Riemann zeta function ζ(s)

The Riemann zeta function ζ(s) is the Dirichlet series

\[ \zeta(s)=\sum_{n\ge 1} \frac{1}{n^s}, \]
which converges for (\Re(s)>1) and extends (by analytic continuation) to a meromorphic function on (\mathbb{C}) with a single simple pole at (s=1).

Key ideas

  • Euler product (primes): for (\Re(s)>1),

    \[ \zeta(s)=\prod_{p\ \text{prime}}\frac{1}{1-p^{-s}}, \]
    linking ζ(s) directly to prime distribution.

  • Functional equation: ζ(s) satisfies a symmetry relating (s) and (1-s), which is central for studying zeros.

  • Zeros: ζ(s) has trivial zeros at negative even integers and nontrivial zeros in the critical strip (0<\Re(s)<1), conjecturally all on the critical line (\Re(s)=\tfrac12) (Riemann Hypothesis).

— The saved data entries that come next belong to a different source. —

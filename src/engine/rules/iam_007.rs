//! IAM-007: root-access-key

use super::{Rule, codes};
use crate::engine::context::RuleContext;
use crate::engine::descriptor::{MissingAttribute, ResourceDescriptor, ResourceType};
use crate::engine::types::{Category, Finding, Severity};

pub struct RootAccessKeyRule;

impl Rule for RootAccessKeyRule {
    fn code(&self) -> &'static str {
        codes::ROOT_ACCESS_KEY
    }

    fn name(&self) -> &'static str {
        "root-access-key"
    }

    fn category(&self) -> Category {
        Category::Security
    }

    fn default_severity(&self) -> Severity {
        Severity::Critical
    }

    fn resource_types(&self) -> &'static [ResourceType] {
        &[ResourceType::Account]
    }

    fn required_attrs(&self) -> &'static [&'static str] {
        &["root_access_key_present"]
    }

    fn check(
        &self,
        resource: &ResourceDescriptor,
        _ctx: &RuleContext,
    ) -> Result<Vec<Finding>, MissingAttribute> {
        if !resource.require_bool("root_access_key_present")? {
            return Ok(Vec::new());
        }

        Ok(vec![
            Finding::new(
                self.code(),
                resource.resource_type,
                resource.resource_id.clone(),
                self.default_severity(),
                self.category(),
                "Root account has active access keys",
                "Delete the root access keys and use IAM roles for programmatic access.",
            )
            .with_rationale("programmatic credentials exist for the root account"),
        ])
    }
}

Why it matters in this project

Many “analytic prime number theory” numerics (prime counting approximations, explicit formulas, prime races, etc.) are most naturally expressed in terms of ζ(s), its logarithmic derivative, and its zeros.

Experiments in this repository

  • E117 — χ-factor functional-equation consistency checks on a grid of s values.

  • E118 — Partial Euler product for ζ(s): where it breaks as Re(s) decreases.

References

See References.

[Edwards, 1974, Ivić, 1985, Odlyzko, 1992, Titchmarsh, 1986, Wikipedia contributors, 2025]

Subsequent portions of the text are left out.